1974年7月15日。
アメリカのフロリダ州、ABC放送系列のサラソタ局では「サンコースト・ダイジェスト」というニュース番組が生放送されていた。画面はちょうど29歳の女性レポーターである、クリスティーヌ・チュバックがしゃべっている場面であった。
放送の途中、クリスティーヌは「ただいまから流血事件をカラー映像でお送りいたします。」といったかと思うと、そばにあった机の引出しをあけ、中から38口径のビストルを取り出した。
そして他の人があっと思う間もなく、そのままピストルを自分の頭につきつけ、引き金を引いたのだ。「バーン!」と、銃声が響き渡る。
突然画面が消え、しばらくして映画番組に切り替わった。この時のテレビ局側の対応が、やらせではなく、本物の自殺であることを物語っていた。

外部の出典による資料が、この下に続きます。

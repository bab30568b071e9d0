//! Logging setup.
//!
//! The crate emits `tracing` events (`debug!` while building connections,
//! `trace!` while reading version payloads). Applications that already own a
//! subscriber need nothing from this module. Others can call [`init`], which
//! installs a `tracing-subscriber` layer when the `tracing-subscriber` feature
//! is enabled.
//!
//! # Environment Variables
//!
//! - `ODOO_DEBUG=true|1|yes` - enable debug logging
//! - `ODOO_LOG_LEVEL=trace|debug|info|warn|error` - set a specific level
//! - `ODOO_LOG_FORMAT=json|pretty|compact` - output format (default: json)
//!
//! ```rust,no_run
//! use odoo_rpc_core::logging;
//!
//! logging::init();
//! ```
//!
//! Passwords are never recorded; events carry host, database and scheme only.

use std::env;
use std::sync::Once;

static INIT: Once = Once::new();

/// Whether `ODOO_DEBUG` asks for debug logging.
#[inline]
pub fn is_debug_enabled() -> bool {
    env::var("ODOO_DEBUG")
        .map(|v| matches!(v.to_lowercase().as_str(), "true" | "1" | "yes"))
        .unwrap_or(false)
}

/// Level from `ODOO_LOG_LEVEL`, falling back to `debug` when `ODOO_DEBUG`
/// is set and `warn` otherwise.
pub fn get_log_level() -> &'static str {
    let fallback = if is_debug_enabled() { "debug" } else { "warn" };
    env::var("ODOO_LOG_LEVEL")
        .ok()
        .and_then(|level| parse_level(&level))
        .unwrap_or(fallback)
}

fn parse_level(level: &str) -> Option<&'static str> {
    match level.to_lowercase().as_str() {
        "trace" => Some("trace"),
        "debug" => Some("debug"),
        "info" => Some("info"),
        "warn" => Some("warn"),
        "error" => Some("error"),
        _ => None,
    }
}

/// Format from `ODOO_LOG_FORMAT`, `json` by default.
pub fn get_log_format() -> &'static str {
    env::var("ODOO_LOG_FORMAT")
        .map(|f| match f.to_lowercase().as_str() {
            "pretty" => "pretty",
            "compact" => "compact",
            _ => "json",
        })
        .unwrap_or("json")
}

/// Install the subscriber once. Later calls are no-ops.
///
/// Does nothing unless `ODOO_DEBUG` or `ODOO_LOG_LEVEL` is set.
pub fn init() {
    INIT.call_once(|| {
        if !is_debug_enabled() && env::var("ODOO_LOG_LEVEL").is_err() {
            return;
        }

        #[cfg(feature = "tracing-subscriber")]
        {
            use tracing_subscriber::{EnvFilter, fmt, prelude::*};

            let level = get_log_level();
            let filter = EnvFilter::try_new(format!("odoo_rpc={level},odoo_rpc_core={level}"))
                .unwrap_or_else(|_| EnvFilter::new("warn"));

            // try_init: the host application may already own a subscriber.
            let result = match get_log_format() {
                "json" => tracing_subscriber::registry()
                    .with(filter)
                    .with(fmt::layer().json())
                    .try_init(),
                "compact" => tracing_subscriber::registry()
                    .with(filter)
                    .with(fmt::layer().compact())
                    .try_init(),
                _ => tracing_subscriber::registry()
                    .with(filter)
                    .with(fmt::layer().pretty())
                    .try_init(),
            };

            if result.is_ok() {
                tracing::info!(level = level, format = get_log_format(), "Odoo RPC logging initialized");
            }
        }
    });
}

/// Set `ODOO_LOG_LEVEL` and call [`init`].
///
/// # Notes
///
/// Modifies the process environment; call before spawning threads.
pub fn init_with_level(level: &str) {
    // SAFETY: documented as startup-only, before other threads exist.
    unsafe {
        env::set_var("ODOO_LOG_LEVEL", level);
    }
    init();
}

/// Set `ODOO_DEBUG=true` and call [`init`].
///
/// # Notes
///
/// Modifies the process environment; call before spawning threads.
pub fn init_debug() {
    // SAFETY: documented as startup-only, before other threads exist.
    unsafe {
        env::set_var("ODOO_DEBUG", "true");
    }
    init();
}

後に分かったことだが、この放送中の自殺の前、彼女は知り合いに遺書を託していた。その遺書の中には自分の自殺劇のニュースの原稿も書かれていたのだ。
「クリスティーヌ・チュバック記者は15日の朝、ニュース番組を生放送中に、その番組の中でビストル自殺を図りました。クリスティーヌ記者は、すぐにサラソタ記念病院に運ばれましたが、意識不明の重態です。
」実際は重態ではなく、14時間後に死亡した。